This is only an excerpt of the full article that appeared in P&F Magazine. The full content is not currently available online.
Never in the history of perfumery has a flower or family of flowers been as important to the perfumer as jasmine. For centuries, women in the Far East have worn the flowers—mainly of Jasminum sambac, Jasminum flexile and Jasminum auriculatum—to adorn their hair, necks, wrists and ankles, imparting a grace, refinement, charm and magical scent. Today, we see a trend in so-called fine toiletries to use the name of the flowers. However, when thinking of jasmine as a fragrance ingredient, perfumers tend to consider only Jasminum grandiflorum or J. sambac, while inexplicably ignoring the other species of this family.

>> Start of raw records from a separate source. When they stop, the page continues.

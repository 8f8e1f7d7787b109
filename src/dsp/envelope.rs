use super::MIN_TIME;
use crate::toolkit::Adsr;

/*
ADSR Envelope
=============

A linear ADSR envelope generator. Every sustained sound in the engine (drone
notes, choir parts, breath, the FM voices) is shaped by one of these.

Vocabulary
----------

  level       The envelope's current output value (0.0 to peak). This
              multiplies the audio signal to control its amplitude.

  peak        The level the attack climbs to: the trigger velocity. A soft
              choir entry and a loud one share the same shape at different
              heights.

  stage       Idle, Attack, Decay, Sustain or Release.

  gate        Gate high (`note_on`) starts the attack, gate low (`note_off`)
              starts the release from wherever the level is.


The Shape
---------

  Level
   peak ┐     ╱╲
        │    ╱  ╲___________
  S·pk  │   ╱               ╲
        │  ╱                 ╲
    0.0 └─╱───────────────────╲──→ Time
        Attack Decay  Sustain  Release


Retriggering
------------

Drones and the choir retrigger notes that are still sounding. Resetting the
level to zero on `note_on` would click, so the attack climbs from the
current level instead. The attack slope is kept: a retrigger from half
level takes half the attack time.

    increment = peak / (attack_time · sample_rate)

Release snapshots its starting level and sample count at `note_off` and
interpolates to exactly 0.0.
*/

#[derive(Debug, Clone, Copy, PartialEq, Eq)]
pub enum EnvelopeState {
    Idle,    // Gate low, envelope inactive, level = 0
    Attack,  // Gate just went high, ramping up to peak
    Decay,   // Reached peak, ramping down to sustain level
    Sustain, // Holding at sustain level while gate is high
    Release, // Gate went low, ramping down to 0
}

#[derive(Debug, Clone)]
pub struct Envelope {
    attack_time: f32,
    decay_time: f32,
    sustain_level: f32, // fraction of peak
    release_time: f32,
    sample_rate: f32,

    stage: EnvelopeState,
    level: f32,
    peak: f32,

    release_start_level: f32,
    release_total_samples: u32,
    release_elapsed_samples: u32,
}

impl Envelope {
    pub fn new(adsr: Adsr, sample_rate: f32) -> Self {
        Self {
            attack_time: adsr.attack.max(MIN_TIME),
            decay_time: adsr.decay.max(MIN_TIME),
            sustain_level: adsr.sustain.clamp(0.0, 1.0),
            release_time: adsr.release.max(MIN_TIME),
            sample_rate,

            stage: EnvelopeState::Idle,
            level: 0.0,
            peak: 1.0,
            release_start_level: 0.0,
            release_total_samples: 1,
            release_elapsed_samples: 0,
        }
    }

    /// Gate high. Attack climbs from the current level to `velocity`.
    pub fn note_on(&mut self, velocity: f32) {
        self.peak = velocity.clamp(0.0, 1.0);
        self.stage = EnvelopeState::Attack;
        self.release_elapsed_samples = 0;
    }

    /// Gate low: start the release phase from current level.
    pub fn note_off(&mut self) {
        if self.stage == EnvelopeState::Idle {
            return;
        }

        self.release_start_level = self.level;
        self.release_total_samples = (self.release_time * self.sample_rate).round().max(1.0) as u32;
        self.release_elapsed_samples = 0;
        self.stage = EnvelopeState::Release;
    }

    /// Advance one sample and return the new level.
    #[inline]
    pub fn next_sample(&mut self) -> f32 {
        match self.stage {
            EnvelopeState::Idle => {
                self.level = 0.0;
            }

            EnvelopeState::Attack => {
                let increment = self.peak.max(1e-3) / (self.attack_time * self.sample_rate);
                self.level += increment;

                if self.level >= self.peak {
                    self.level = self.peak;
                    self.stage = EnvelopeState::Decay;
                }
            }

            EnvelopeState::Decay => {
                let target = self.sustain_level * self.peak;
                let decrement = (self.peak - target) / (self.decay_time * self.sample_rate);
                self.level -= decrement;

                if self.level <= target {
                    self.level = target;
                    self.stage = EnvelopeState::Sustain;
                }
            }

            EnvelopeState::Sustain => {
                self.level = self.sustain_level * self.peak;
            }

            EnvelopeState::Release => {
                let progress =
                    self.release_elapsed_samples as f32 / self.release_total_samples as f32;
                self.level = (self.release_start_level * (1.0 - progress)).max(0.0);

                self.release_elapsed_samples = self.release_elapsed_samples.saturating_add(1);

                if self.release_elapsed_samples >= self.release_total_samples {
                    self.level = 0.0;
                    self.stage = EnvelopeState::Idle;
                }
            }
        }

        self.level
    }

    pub fn is_active(&self) -> bool {
        self.stage != EnvelopeState::Idle
    }

    pub fn reset(&mut self) {
        self.stage = EnvelopeState::Idle;
        self.level = 0.0;
        self.release_elapsed_samples = 0;
        self.release_start_level = 0.0;
    }

    pub fn level(&self) -> f32 {
        self.level
    }

    pub fn state(&self) -> EnvelopeState {
        self.stage
    }
}
//! Harmony: note math, chord pools and the per-layer chord source.

pub mod chords;
pub mod notes;

pub use chords::{ChordPool, CurrentChords, Variation};

use crate::config::LayerKind;
use crate::random::Rng;

/// Chord pools for the tonal layers plus the chords they last played.
#[derive(Debug, Clone)]
pub struct Harmony {
    drone: ChordPool,
    bell: ChordPool,
    choir: ChordPool,
    pub current: CurrentChords,
}

impl Harmony {
    /// Build every pool and shuffle each once.
    pub fn new(rng: &mut Rng) -> Self {
        let mut drone = ChordPool::from_templates(chords::DRONE_TEMPLATES, 0);
        let mut bell = ChordPool::from_templates(chords::BELL_TEMPLATES, 0);
        let mut choir = ChordPool::from_templates(chords::DRONE_TEMPLATES, 1);
        drone.shuffle(rng);
        bell.shuffle(rng);
        choir.shuffle(rng);

        Self {
            drone,
            bell,
            choir,
            current: CurrentChords::default(),
        }
    }

    /// Rebuild the pools in the order a fresh `new` with this generator
    /// state would give, forgetting the last draw of each. The chords the
    /// layers are currently holding are kept.
    pub fn reshuffle(&mut self, rng: &mut Rng) {
        let current = std::mem::take(&mut self.current);
        *self = Self::new(rng);
        self.current = current;
    }

    pub fn variation(layer: LayerKind) -> Variation {
        match layer {
            LayerKind::Drone => Variation {
                microtonal: 0.3,
                voicing: 0.25,
            },
            LayerKind::Bell => Variation {
                microtonal: 0.2,
                voicing: 0.4,
            },
            LayerKind::Choir => Variation {
                microtonal: 0.25,
                voicing: 0.2,
            },
            LayerKind::Static => Variation {
                microtonal: 0.0,
                voicing: 0.0,
            },
        }
    }

    fn pool_mut(&mut self, layer: LayerKind) -> Option<&mut ChordPool> {
        match layer {
            LayerKind::Drone => Some(&mut self.drone),
            LayerKind::Bell => Some(&mut self.bell),
            LayerKind::Choir => Some(&mut self.choir),
            LayerKind::Static => None,
        }
    }

    /// Draw, vary and remember a chord for a tonal layer. The static layer
    /// has no pool and always yields `None`.
    pub fn next_chord(&mut self, layer: LayerKind, rng: &mut Rng) -> Option<Vec<f32>> {
        let base = self.pool_mut(layer)?.next_chord(rng)?.to_vec();
        let chord = chords::vary(&base, Self::variation(layer), rng);
        let slot = match layer {
            LayerKind::Drone => &mut self.current.drone,
            LayerKind::Bell => &mut self.current.bell,
            LayerKind::Choir => &mut self.current.choir,
            LayerKind::Static => return Some(chord),
        };
        *slot = Some(chord.clone());
        Some(chord)
    }

    /// Forget what a layer last played.
    pub fn forget(&mut self, layer: LayerKind) {
        match layer {
            LayerKind::Drone => self.current.drone = None,
            LayerKind::Bell => self.current.bell = None,
            LayerKind::Choir => self.current.choir = None,
            LayerKind::Static => {}
        }
    }
}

Jasmines (sometimes referred to as jessamines) belong to the genus Jasminum of the olive family (Oleaceae). This plant family contains hundreds of tropical and subtropical varieties of fragrant, flowering and woody shrubs—many of which are yet to be explored by the perfume industry. Meanwhile, numerous fragrant flowered plants from other families—despite not literally belonging to the family—are referred to as jasmines: star, or confederate jasmine (Trachelospermum jasminoides), cape jasmine (Gardenia jasminoides), Madagascar jasmine (Stephanotis floribunda), jasmine tobacco (Nicotiana alata), Carolina jasmine (Gelsemium sempervirens), Chilean jasmine (Mandevilla suaveolens), orange jasmine (species of the genus Murraya), night or day jasmine (genus of Cestrum)and the non-fragrant pandorea jasmine (Pandorea jasminoides).